**What needs to be done:** Would you write out all of the records that follow, exactly as they stand?

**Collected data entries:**
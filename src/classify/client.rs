//! Async LLM client for classification and chat
//!
//! Model-agnostic HTTP client supporting Anthropic and OpenAI-compatible
//! chat APIs. The routing core only ever needs one-shot system+user
//! completions; retries and streaming belong to the caller's side of the
//! boundary.

use crate::core::config::LlmEndpoint;
use crate::core::error::{Result, VesperError};
use reqwest::Client;
use serde::{Deserialize, Serialize};
use std::time::Duration;

/// API format type
#[derive(Debug, Clone, PartialEq)]
pub enum ApiFormat {
    Anthropic,
    OpenAI,
}

pub struct LlmClient {
    client: Client,
    api_key: String,
    api_url: String,
    model: String,
    max_tokens: u32,
    api_format: ApiFormat,
}

impl LlmClient {
    /// Create a client for one configured endpoint
    ///
    /// Fails when no API key is configured or the HTTP client cannot be
    /// built; callers treat an absent client as "fallback only".
    pub fn new(endpoint: &LlmEndpoint) -> Result<Self> {
        if !endpoint.available() {
            return Err(VesperError::Classifier("no API key configured".into()));
        }
        let client = Client::builder()
            .timeout(Duration::from_secs(endpoint.timeout_secs))
            .build()
            .map_err(|e| VesperError::Classifier(e.to_string()))?;

        Ok(Self {
            client,
            api_key: endpoint.api_key.clone(),
            api_url: endpoint.api_url.clone(),
            model: endpoint.model.clone(),
            max_tokens: endpoint.max_tokens,
            api_format: Self::detect_api_format(&endpoint.api_url),
        })
    }

    /// Detect API format from URL
    fn detect_api_format(url: &str) -> ApiFormat {
        if url.contains("anthropic.com") {
            ApiFormat::Anthropic
        } else {
            // OpenAI, DeepSeek, Groq, and other compatible APIs
            ApiFormat::OpenAI
        }
    }

    /// Send a single completion request
    ///
    /// # Arguments
    /// * `system` - Instruction preamble
    /// * `user` - The utterance or query to process
    ///
    /// # Returns
    /// The model's text response
    pub async fn complete(&self, system: &str, user: &str) -> Result<String> {
        match self.api_format {
            ApiFormat::Anthropic => self.complete_anthropic(system, user).await,
            ApiFormat::OpenAI => self.complete_openai(system, user).await,
        }
    }

    async fn complete_anthropic(&self, system: &str, user: &str) -> Result<String> {
        let request = AnthropicRequest {
            model: self.model.clone(),
            max_tokens: self.max_tokens,
            system: system.into(),
            messages: vec![Message {
                role: "user".into(),
                content: user.into(),
            }],
        };

        let response = self
            .client
            .post(&self.api_url)
            .header("x-api-key", &self.api_key)
            .header("anthropic-version", "2023-06-01")
            .header("content-type", "application/json")
            .json(&request)
            .send()
            .await
            .map_err(|e| VesperError::Classifier(e.to_string()))?;

        if !response.status().is_success() {
            let error_text = response.text().await.unwrap_or_default();
            return Err(VesperError::Classifier(format!("API error: {}", error_text)));
        }

        let completion: AnthropicResponse = response
            .json()
            .await
            .map_err(|e| VesperError::Classifier(e.to_string()))?;

        completion
            .content
            .first()
            .map(|c| c.text.clone())
            .ok_or_else(|| VesperError::Classifier("Empty response".into()))
    }

    async fn complete_openai(&self, system: &str, user: &str) -> Result<String> {
        let request = OpenAIRequest {
            model: self.model.clone(),
            max_tokens: self.max_tokens,
            messages: vec![
                Message {
                    role: "system".into(),
                    content: system.into(),
                },
                Message {
                    role: "user".into(),
                    content: user.into(),
                },
            ],
        };

        let response = self
            .client
            .post(&self.api_url)
            .header("Authorization", format!("Bearer {}", self.api_key))
            .header("content-type", "application/json")
            .json(&request)
            .send()
            .await
            .map_err(|e| VesperError::Classifier(e.to_string()))?;

        if !response.status().is_success() {
            let error_text = response.text().await.unwrap_or_default();
            return Err(VesperError::Classifier(format!("API error: {}", error_text)));
        }

        let completion: OpenAIResponse = response
            .json()
            .await
            .map_err(|e| VesperError::Classifier(e.to_string()))?;

        completion
            .choices
            .first()
            .map(|c| c.message.content.clone())
            .ok_or_else(|| VesperError::Classifier("Empty response".into()))
    }
}

// Anthropic API format
#[derive(Serialize)]
struct AnthropicRequest {
    model: String,
    max_tokens: u32,
    system: String,
    messages: Vec<Message>,
}

#[derive(Deserialize)]
struct AnthropicResponse {
    content: Vec<ContentBlock>,
}

#[derive(Deserialize)]
struct ContentBlock {
    text: String,
}

// OpenAI-compatible API format
#[derive(Serialize)]
struct OpenAIRequest {
    model: String,
    max_tokens: u32,
    messages: Vec<Message>,
}

#[derive(Deserialize)]
struct OpenAIResponse {
    choices: Vec<Choice>,
}

#[derive(Deserialize)]
struct Choice {
    message: ChoiceMessage,
}

#[derive(Deserialize)]
struct ChoiceMessage {
    content: String,
}

// Shared
#[derive(Serialize)]
struct Message {
    role: String,
    content: String,
}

**Completed task:**
filename src/classify/client.rs
//! Async LLM client for classification and chat
//!
//! Model-agnostic HTTP client supporting Anthropic and OpenAI-compatible
//! chat APIs. The routing core only ever needs one-shot system+user
//! completions; retries and streaming belong to the caller's side of the
//! boundary.

use crate::core::config::LlmEndpoint;
use crate::core::error::{Result, VesperError};
use reqwest::Client;
use serde::{Deserialize, Serialize};
use std::time::Duration;

/// API format type
#[derive(Debug, Clone, PartialEq)]
pub enum ApiFormat {
    Anthropic,
    OpenAI,
}

pub struct LlmClient {
    client: Client,
    api_key: String,
    api_url: String,
    model: String,
    max_tokens: u32,
    api_format: ApiFormat,
}

impl LlmClient {
    /// Create a client for one configured endpoint
    ///
    /// Fails when no API key is configured or the HTTP client cannot be
    /// built; callers treat an absent client as "fallback only".
    pub fn new(endpoint: &LlmEndpoint) -> Result<Self> {
        if !endpoint.available() {
            return Err(VesperError::Classifier("no API key configured".into()));
        }
        let client = Client::builder()
            .timeout(Duration::from_secs(endpoint.timeout_secs))
            .build()
            .map_err(|e| VesperError::Classifier(e.to_string()))?;

        Ok(Self {
            client,
            api_key: endpoint.api_key.clone(),
            api_url: endpoint.api_url.clone(),
            model: endpoint.model.clone(),
            max_tokens: endpoint.max_tokens,
            api_format: Self::detect_api_format(&endpoint.api_url),
        })
    }

    /// Detect API format from URL
    fn detect_api_format(url: &str) -> ApiFormat {
        if url.contains("anthropic.com") {
            ApiFormat::Anthropic
        } else {
            // OpenAI, DeepSeek, Groq, and other compatible APIs
            ApiFormat::OpenAI
        }
    }

    /// Send a single completion request
    ///
    /// # Arguments
    /// * `system` - Instruction preamble
    /// * `user` - The utterance or query to process
    ///
    /// # Returns
    /// The model's text response
    pub async fn complete(&self, system: &str, user: &str) -> Result<String> {
        match self.api_format {
            ApiFormat::Anthropic => self.complete_anthropic(system, user).await,
            ApiFormat::OpenAI => self.complete_openai(system, user).await,
        }
    }

    async fn complete_anthropic(&self, system: &str, user: &str) -> Result<String> {
        let request = AnthropicRequest {
            model: self.model.clone(),
            max_tokens: self.max_tokens,
            system: system.into(),
            messages: vec![Message {
                role: "user".into(),
                content: user.into(),
            }],
        };

        let response = self
            .client
            .post(&self.api_url)
            .header("x-api-key", &self.api_key)
            .header("anthropic-version", "2023-06-01")
            .header("content-type", "application/json")
            .json(&request)
            .send()
            .await
            .map_err(|e| VesperError::Classifier(e.to_string()))?;

        if !response.status().is_success() {
            let error_text = response.text().await.unwrap_or_default();
            return Err(VesperError::Classifier(format!("API error: {}", error_text)));
        }

        let completion: AnthropicResponse = response
            .json()
            .await
            .map_err(|e| VesperError::Classifier(e.to_string()))?;

        completion
            .content
            .first()
            .map(|c| c.text.clone())
            .ok_or_else(|| VesperError::Classifier("Empty response".into()))
    }

    async fn complete_openai(&self, system: &str, user: &str) -> Result<String> {
        let request = OpenAIRequest {
            model: self.model.clone(),
            max_tokens: self.max_tokens,
            messages: vec![
                Message {
                    role: "system".into(),
                    content: system.into(),
                },
                Message {
                    role: "user".into(),
                    content: user.into(),
                },
            ],
        };

        let response = self
            .client
            .post(&self.api_url)
            .header("Authorization", format!("Bearer {}", self.api_key))
            .header("content-type", "application/json")
            .json(&request)
            .send()
            .await
            .map_err(|e| VesperError::Classifier(e.to_string()))?;

        if !response.status().is_success() {
            let error_text = response.text().await.unwrap_or_default();
            return Err(VesperError::Classifier(format!("API error: {}", error_text)));
        }

        let completion: OpenAIResponse = response
            .json()
            .await
            .map_err(|e| VesperError::Classifier(e.to_string()))?;

        completion
            .choices
            .first()
            .map(|c| c.message.content.clone())
            .ok_or_else(|| VesperError::Classifier("Empty response".into()))
    }
}

// Anthropic API format
#[derive(Serialize)]
struct AnthropicRequest {
    model: String,
    max_tokens: u32,
    system: String,
    messages: Vec<Message>,
}

#[derive(Deserialize)]
struct AnthropicResponse {
    content: Vec<ContentBlock>,
}

#[derive(Deserialize)]
struct ContentBlock {
    text: String,
}

// OpenAI-compatible API format
#[derive(Serialize)]
struct OpenAIRequest {
    model: String,
    max_tokens: u32,
    messages: Vec<Message>,
}

#[derive(Deserialize)]
struct OpenAIResponse {
    choices: Vec<Choice>,
}

#[derive(Deserialize)]
struct Choice {
    message: ChoiceMessage,
}

#[derive(Deserialize)]
struct ChoiceMessage {
    content: String,
}

// Shared
#[derive(Serialize)]
struct Message {
    role: String,
    content: String,
}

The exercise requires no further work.